Purdy had those beers brewed and packaged under contract, first at Lazy Magnolia in Mississippi and later Thomas Creek in South Carolina, and grew the brand with another pair of Johnson’s creations, Eschaton oaked Belgian-style quad and Let There Be Light pale ale.
“I never really thought about brewing commercially,” Johnson said. “Even after we put contract beer into the market I was content to be at Trappeze and create recipes for Wild Heaven. But there was a point at which it grew beyond all that and the necessity of our own production brewery became more and more evident.”
Earlier this year, Wild Heaven acquired the 30-barrel brewing system that launched Sweetwater Brewing Co. in Atlanta before it was sold to Terrapin Beer Co. to open its brewery in Athens.
“I appreciate that it has a history and that it’s made a lot of good beer,” Purdy said. “Sweetwater built the customer base for craft beer in Georgia. I think the fact that their original brewhouse is here now is pretty great.”
For his part, Johnson christened the system by brewing a new beer, White Blackbird, a Belgian-style saison with pink peppercorns and Korean pears marinated in Chardonnay with French oak.

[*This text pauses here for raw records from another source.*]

//! Configuration management
//!
//! Loads configuration from:
//! 1. Default values
//! 2. Configuration file (config/local.toml)
//! 3. Environment variables (override)

use serde::Deserialize;
use std::path::PathBuf;
use std::time::Duration;

/// Main application configuration
#[derive(Debug, Clone, Deserialize)]
pub struct AppConfig {
    pub server: ServerConfig,
    pub database: DatabaseConfig,
    pub upstream: UpstreamConfig,
    pub polling: PollingConfig,
    pub feed: FeedConfig,
    pub keys: KeyConfig,
    pub logging: LoggingConfig,
}

/// Server configuration
#[derive(Debug, Clone, Deserialize)]
pub struct ServerConfig {
    /// Bind address (e.g., "0.0.0.0")
    pub host: String,
    /// Port number (e.g., 4004)
    pub port: u16,
    /// Public domain (e.g., "bridge.example.com")
    pub domain: String,
    /// Protocol ("http" or "https")
    pub protocol: String,
}

impl ServerConfig {
    /// Get the base URL for the bridge
    ///
    /// # Returns
    /// Full URL like "https://bridge.example.com"
    pub fn base_url(&self) -> String {
        format!("{}://{}", self.protocol, self.domain)
    }
}

/// Database configuration (SQLite only)
#[derive(Debug, Clone, Deserialize)]
pub struct DatabaseConfig {
    /// Path to SQLite database file
    pub path: PathBuf,
}

/// Upstream timeline service configuration
#[derive(Debug, Clone, Deserialize)]
pub struct UpstreamConfig {
    /// REST API root (e.g., "https://api.twitter.com/1.1")
    pub api_base_url: String,
    /// App-only bearer token
    pub bearer_token: String,
    /// Per-request timeout in seconds
    pub timeout_seconds: u64,
}

/// Subscription polling configuration
#[derive(Debug, Clone, Deserialize)]
pub struct PollingConfig {
    /// Seconds between two polls of the same topic (default: 900)
    pub interval_seconds: u64,
    /// Maximum posts fetched per poll (default: 200)
    pub page_size: u32,
}

impl PollingConfig {
    pub fn interval(&self) -> Duration {
        Duration::from_secs(self.interval_seconds)
    }
}

/// On-demand feed configuration
#[derive(Debug, Clone, Deserialize)]
pub struct FeedConfig {
    /// Posts per profile feed (default: 20)
    pub page_size: u32,
}

/// Signing key configuration
#[derive(Debug, Clone, Deserialize)]
pub struct KeyConfig {
    /// RSA modulus size in bits (default: 2048)
    pub bits: usize,
}

/// Logging configuration
#[derive(Debug, Clone, Deserialize)]
pub struct LoggingConfig {
    /// Log level: trace, debug, info, warn, error
    pub level: String,
    /// Log format: "pretty" or "json"
    pub format: String,
}

impl AppConfig {
    /// Load configuration from file and environment
    ///
    /// # Loading Order
    /// 1. Default values
    /// 2. config/default.toml (if exists)
    /// 3. config/local.toml (if exists)
    /// 4. Environment variables (FEATHERLINK__*)
    ///
    /// # Errors
    /// Returns error if configuration is invalid
    pub fn load() -> Result<Self, crate::error::AppError> {
        use config::{Config, Environment, File};

        let config = Config::builder()
            .set_default("server.host", "127.0.0.1")?
            .set_default("server.port", 4004)?
            .set_default("server.domain", "localhost:4004")?
            .set_default("server.protocol", "http")?
            .set_default("database.path", "./featherlink.db")?
            .set_default("upstream.api_base_url", "https://api.twitter.com/1.1")?
            .set_default("upstream.bearer_token", "")?
            .set_default("upstream.timeout_seconds", 30)?
            .set_default("polling.interval_seconds", 900)?
            .set_default("polling.page_size", 200)?
            .set_default("feed.page_size", 20)?
            .set_default("keys.bits", 2048)?
            .set_default("logging.level", "info")?
            .set_default("logging.format", "pretty")?
            .add_source(File::with_name("config/default").required(false))
            .add_source(File::with_name("config/local").required(false))
            .add_source(
                Environment::with_prefix("FEATHERLINK")
                    .separator("__")
                    .try_parsing(true),
            )
            .build()
            .map_err(|e| crate::error::AppError::Config(e.to_string()))?;

        let app_config: Self = config
            .try_deserialize()
            .map_err(|e| crate::error::AppError::Config(e.to_string()))?;
        app_config.validate()?;
        Ok(app_config)
    }

    fn validate(&self) -> Result<(), crate::error::AppError> {
        const MIN_KEY_BITS: usize = 1024;

        if self.server.domain.trim().is_empty() {
            return Err(crate::error::AppError::Config(
                "server.domain must not be empty".to_string(),
            ));
        }

        if self.polling.interval_seconds == 0 {
            return Err(crate::error::AppError::Config(
                "polling.interval_seconds must be greater than 0".to_string(),
            ));
        }

        if self.polling.page_size == 0 || self.feed.page_size == 0 {
            return Err(crate::error::AppError::Config(
                "polling.page_size and feed.page_size must be greater than 0".to_string(),
            ));
        }

        if self.keys.bits < MIN_KEY_BITS {
            return Err(crate::error::AppError::Config(format!(
                "keys.bits must be at least {}",
                MIN_KEY_BITS
            )));
        }

        if self.upstream.bearer_token.is_empty() {
            tracing::warn!("upstream.bearer_token is empty; upstream requests will be rejected");
        }

        Ok(())
    }
}

#[cfg(test)]
mod tests {
    use super::*;

    fn valid_config() -> AppConfig {
        AppConfig {
            server: ServerConfig {
                host: "127.0.0.1".to_string(),
                port: 4004,
                domain: "bridge.example.com".to_string(),
                protocol: "https".to_string(),
            },
            database: DatabaseConfig {
                path: PathBuf::from("/tmp/featherlink-test.db"),
            },
            upstream: UpstreamConfig {
                api_base_url: "https://api.twitter.com/1.1".to_string(),
                bearer_token: "token".to_string(),
                timeout_seconds: 30,
            },
            polling: PollingConfig {
                interval_seconds: 900,
                page_size: 200,
            },
            feed: FeedConfig { page_size: 20 },
            keys: KeyConfig { bits: 2048 },
            logging: LoggingConfig {
                level: "info".to_string(),
                format: "pretty".to_string(),
            },
        }
    }

    #[test]
    fn validate_accepts_defaults() {
        let config = valid_config();
        assert!(config.validate().is_ok());
        assert_eq!(config.server.base_url(), "https://bridge.example.com");
        assert_eq!(config.polling.interval(), Duration::from_secs(900));
    }

    #[test]
    fn validate_rejects_zero_interval() {
        let mut config = valid_config();
        config.polling.interval_seconds = 0;

        let error = config
            .validate()
            .expect_err("zero polling interval must fail");
        assert!(matches!(
            error,
            crate::error::AppError::Config(message)
                if message.contains("polling.interval_seconds")
        ));
    }

    #[test]
    fn validate_rejects_small_keys() {
        let mut config = valid_config();
        config.keys.bits = 512;

        let error = config.validate().expect_err("512-bit keys must fail");
        assert!(matches!(
            error,
            crate::error::AppError::Config(message) if message.contains("keys.bits")
        ));
    }
}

“It’s a dry, complex saison,” Johnson said. “Kind of a different spin on the style. The peppercorns add an herbal, earthy heat in the finish.”
And there’s already a second new beer, Civilization, a heady English-style barleywine with additions of dried Prussian lemons, tart cherries and cranberries.
“I’m not a big fan of American-style barleywine,” Johnson said. “Most of them are just higher alcohol double IPAs. You miss out on the barley component of the barleywine. Along with the fruit, we’re going to finish it with cocoa nibs soaked in Calvados. It’s unlike any barleywine you’ve ever had.”
From the start, the idea behind Wild Heaven was to intentionally stay away from the usual craft beer roster of IPAs, pale ales and amber ales.
“We won’t put out a beer that we don’t feel adds something new to the conversation,” Purdy said.
“I don’t want someone to drink something we made and say that reminds them exactly of something else,” Johnson agreed. “If that’s the case, what we contributing to the landscape of beer?
“For me, boring is almost worse than bad beer. It matters to us that what we make is also very culinary. The ingredients should make it something that’s balanced and particularly well suited for food.”
As for the future, Purdy and Johnson are humble, but also hopeful that Wild Heaven will one day join the ranks of the best.
“We have massive, deep respect for brewing tradition and for what so many breweries in the U.S. have done over the last 10 or 15 years,” Purdy said. “But our ambition is to join the pantheon of breweries you think about when you think about the great ones.”